Take the material below from its first line through the line containing "fn insert_record(store: &mut" and, please, write those lines again exactly.

------------------------------------------------------------------------

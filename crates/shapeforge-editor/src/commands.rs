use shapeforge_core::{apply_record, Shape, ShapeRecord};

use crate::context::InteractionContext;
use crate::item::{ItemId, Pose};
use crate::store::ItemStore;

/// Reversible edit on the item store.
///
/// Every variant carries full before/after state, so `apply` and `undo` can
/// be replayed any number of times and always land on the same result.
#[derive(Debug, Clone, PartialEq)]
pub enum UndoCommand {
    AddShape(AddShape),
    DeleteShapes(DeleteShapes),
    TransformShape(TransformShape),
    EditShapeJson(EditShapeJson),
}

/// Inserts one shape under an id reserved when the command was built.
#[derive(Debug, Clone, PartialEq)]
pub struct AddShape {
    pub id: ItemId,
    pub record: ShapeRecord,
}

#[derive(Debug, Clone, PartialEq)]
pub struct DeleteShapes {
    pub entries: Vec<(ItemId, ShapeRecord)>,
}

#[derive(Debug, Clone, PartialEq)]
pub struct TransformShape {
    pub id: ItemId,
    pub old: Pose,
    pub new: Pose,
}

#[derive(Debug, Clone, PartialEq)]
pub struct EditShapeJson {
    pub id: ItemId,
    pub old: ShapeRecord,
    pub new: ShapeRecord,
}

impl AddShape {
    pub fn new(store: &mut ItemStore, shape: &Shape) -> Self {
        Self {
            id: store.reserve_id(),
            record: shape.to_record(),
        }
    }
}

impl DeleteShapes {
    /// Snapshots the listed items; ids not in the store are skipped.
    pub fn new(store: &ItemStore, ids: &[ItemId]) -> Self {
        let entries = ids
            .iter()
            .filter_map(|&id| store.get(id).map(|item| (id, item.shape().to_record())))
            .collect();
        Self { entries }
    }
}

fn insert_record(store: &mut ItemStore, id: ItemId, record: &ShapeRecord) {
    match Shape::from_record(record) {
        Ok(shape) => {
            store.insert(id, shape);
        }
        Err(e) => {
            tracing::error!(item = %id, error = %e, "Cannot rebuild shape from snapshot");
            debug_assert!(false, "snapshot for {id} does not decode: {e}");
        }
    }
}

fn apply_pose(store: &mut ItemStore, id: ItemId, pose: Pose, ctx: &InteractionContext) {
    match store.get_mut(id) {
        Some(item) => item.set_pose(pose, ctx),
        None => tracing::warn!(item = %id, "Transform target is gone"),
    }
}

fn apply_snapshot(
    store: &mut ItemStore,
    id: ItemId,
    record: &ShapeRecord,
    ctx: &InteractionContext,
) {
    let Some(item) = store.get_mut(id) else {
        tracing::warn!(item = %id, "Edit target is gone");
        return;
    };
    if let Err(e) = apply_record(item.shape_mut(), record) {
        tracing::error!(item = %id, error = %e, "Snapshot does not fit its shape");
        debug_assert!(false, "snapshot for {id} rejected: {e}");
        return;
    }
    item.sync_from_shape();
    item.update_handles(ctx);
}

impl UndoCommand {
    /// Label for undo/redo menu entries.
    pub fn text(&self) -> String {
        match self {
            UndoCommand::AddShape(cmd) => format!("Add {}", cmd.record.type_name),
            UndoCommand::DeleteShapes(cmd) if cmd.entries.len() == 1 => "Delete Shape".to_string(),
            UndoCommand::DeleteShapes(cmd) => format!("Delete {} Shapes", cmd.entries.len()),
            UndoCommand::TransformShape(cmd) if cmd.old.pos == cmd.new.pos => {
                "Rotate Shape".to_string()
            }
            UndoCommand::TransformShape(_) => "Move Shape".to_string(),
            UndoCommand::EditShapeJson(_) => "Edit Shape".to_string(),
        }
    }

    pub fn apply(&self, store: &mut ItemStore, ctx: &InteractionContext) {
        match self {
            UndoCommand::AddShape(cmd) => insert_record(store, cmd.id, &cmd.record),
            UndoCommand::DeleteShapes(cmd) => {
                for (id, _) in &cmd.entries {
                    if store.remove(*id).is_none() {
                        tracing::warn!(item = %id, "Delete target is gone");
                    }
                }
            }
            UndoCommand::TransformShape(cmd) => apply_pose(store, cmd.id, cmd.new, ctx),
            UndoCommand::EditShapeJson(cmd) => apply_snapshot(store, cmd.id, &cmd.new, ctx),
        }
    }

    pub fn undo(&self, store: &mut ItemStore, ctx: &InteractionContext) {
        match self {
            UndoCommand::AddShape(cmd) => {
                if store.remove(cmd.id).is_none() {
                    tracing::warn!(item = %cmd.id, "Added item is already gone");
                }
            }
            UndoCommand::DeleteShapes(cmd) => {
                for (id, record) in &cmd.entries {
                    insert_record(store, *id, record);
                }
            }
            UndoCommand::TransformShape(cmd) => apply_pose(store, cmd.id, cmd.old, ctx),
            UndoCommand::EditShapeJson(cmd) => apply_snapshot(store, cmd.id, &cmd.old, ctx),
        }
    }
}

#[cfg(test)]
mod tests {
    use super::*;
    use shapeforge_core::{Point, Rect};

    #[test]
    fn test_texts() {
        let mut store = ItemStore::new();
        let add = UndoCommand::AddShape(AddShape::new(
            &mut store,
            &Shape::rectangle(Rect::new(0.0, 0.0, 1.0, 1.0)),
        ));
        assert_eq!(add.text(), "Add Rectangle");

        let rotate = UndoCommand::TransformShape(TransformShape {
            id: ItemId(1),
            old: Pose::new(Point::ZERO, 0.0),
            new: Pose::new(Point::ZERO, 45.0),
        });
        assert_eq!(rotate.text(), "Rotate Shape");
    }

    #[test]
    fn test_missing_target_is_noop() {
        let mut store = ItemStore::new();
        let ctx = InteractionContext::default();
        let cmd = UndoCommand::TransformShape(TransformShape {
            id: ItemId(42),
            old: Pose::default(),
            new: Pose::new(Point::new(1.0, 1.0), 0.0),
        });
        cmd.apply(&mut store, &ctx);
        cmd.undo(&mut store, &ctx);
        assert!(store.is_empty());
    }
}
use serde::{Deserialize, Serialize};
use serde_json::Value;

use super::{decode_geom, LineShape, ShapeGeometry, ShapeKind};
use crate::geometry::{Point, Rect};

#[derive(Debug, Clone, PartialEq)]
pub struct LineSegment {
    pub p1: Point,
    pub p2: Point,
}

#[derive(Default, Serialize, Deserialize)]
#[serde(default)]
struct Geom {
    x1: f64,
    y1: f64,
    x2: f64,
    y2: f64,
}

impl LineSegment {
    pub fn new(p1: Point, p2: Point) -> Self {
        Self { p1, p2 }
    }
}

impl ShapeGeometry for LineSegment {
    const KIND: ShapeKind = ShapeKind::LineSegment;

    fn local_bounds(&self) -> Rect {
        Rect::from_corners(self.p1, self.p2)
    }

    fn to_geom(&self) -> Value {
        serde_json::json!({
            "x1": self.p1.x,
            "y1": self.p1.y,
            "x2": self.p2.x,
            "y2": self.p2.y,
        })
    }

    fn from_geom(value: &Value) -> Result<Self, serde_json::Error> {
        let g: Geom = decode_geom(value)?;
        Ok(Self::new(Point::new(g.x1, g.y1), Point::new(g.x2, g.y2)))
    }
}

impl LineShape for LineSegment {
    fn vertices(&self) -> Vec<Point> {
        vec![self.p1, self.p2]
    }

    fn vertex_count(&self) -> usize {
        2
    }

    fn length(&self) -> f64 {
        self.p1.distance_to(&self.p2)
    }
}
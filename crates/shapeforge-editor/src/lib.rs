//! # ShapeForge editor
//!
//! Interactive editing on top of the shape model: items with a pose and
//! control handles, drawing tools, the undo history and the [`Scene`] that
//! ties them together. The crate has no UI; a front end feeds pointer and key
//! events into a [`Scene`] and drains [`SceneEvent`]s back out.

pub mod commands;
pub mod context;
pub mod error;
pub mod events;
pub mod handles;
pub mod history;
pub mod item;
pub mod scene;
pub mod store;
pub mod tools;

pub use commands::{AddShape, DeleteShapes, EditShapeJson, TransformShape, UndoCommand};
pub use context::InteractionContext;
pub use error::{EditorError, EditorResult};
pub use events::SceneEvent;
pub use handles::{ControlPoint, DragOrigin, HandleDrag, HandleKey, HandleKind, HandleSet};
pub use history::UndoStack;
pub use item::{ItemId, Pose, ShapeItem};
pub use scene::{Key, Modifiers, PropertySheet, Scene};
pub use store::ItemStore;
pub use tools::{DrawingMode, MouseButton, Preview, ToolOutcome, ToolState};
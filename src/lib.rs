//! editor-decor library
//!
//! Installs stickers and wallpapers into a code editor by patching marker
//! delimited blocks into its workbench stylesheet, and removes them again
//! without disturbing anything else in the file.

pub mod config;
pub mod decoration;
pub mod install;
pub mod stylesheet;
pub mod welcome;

------------------------------------------------------------------------

- **Response to the task**
filename crates/shapeforge-editor/src/commands.rs
use shapeforge_core::{apply_record, Shape, ShapeRecord};

use crate::context::InteractionContext;
use crate::item::{ItemId, Pose};
use crate::store::ItemStore;

/// Reversible edit on the item store.
///
/// Every variant carries full before/after state, so `apply` and `undo` can
/// be replayed any number of times and always land on the same result.
#[derive(Debug, Clone, PartialEq)]
pub enum UndoCommand {
    AddShape(AddShape),
    DeleteShapes(DeleteShapes),
    TransformShape(TransformShape),
    EditShapeJson(EditShapeJson),
}

/// Inserts one shape under an id reserved when the command was built.
#[derive(Debug, Clone, PartialEq)]
pub struct AddShape {
    pub id: ItemId,
    pub record: ShapeRecord,
}

#[derive(Debug, Clone, PartialEq)]
pub struct DeleteShapes {
    pub entries: Vec<(ItemId, ShapeRecord)>,
}

#[derive(Debug, Clone, PartialEq)]
pub struct TransformShape {
    pub id: ItemId,
    pub old: Pose,
    pub new: Pose,
}

#[derive(Debug, Clone, PartialEq)]
pub struct EditShapeJson {
    pub id: ItemId,
    pub old: ShapeRecord,
    pub new: ShapeRecord,
}

impl AddShape {
    pub fn new(store: &mut ItemStore, shape: &Shape) -> Self {
        Self {
            id: store.reserve_id(),
            record: shape.to_record(),
        }
    }
}

impl DeleteShapes {
    /// Snapshots the listed items; ids not in the store are skipped.
    pub fn new(store: &ItemStore, ids: &[ItemId]) -> Self {
        let entries = ids
            .iter()
            .filter_map(|&id| store.get(id).map(|item| (id, item.shape().to_record())))
            .collect();
        Self { entries }
    }
}

fn insert_record(store: &mut ItemStore, id: ItemId, record: &ShapeRecord) {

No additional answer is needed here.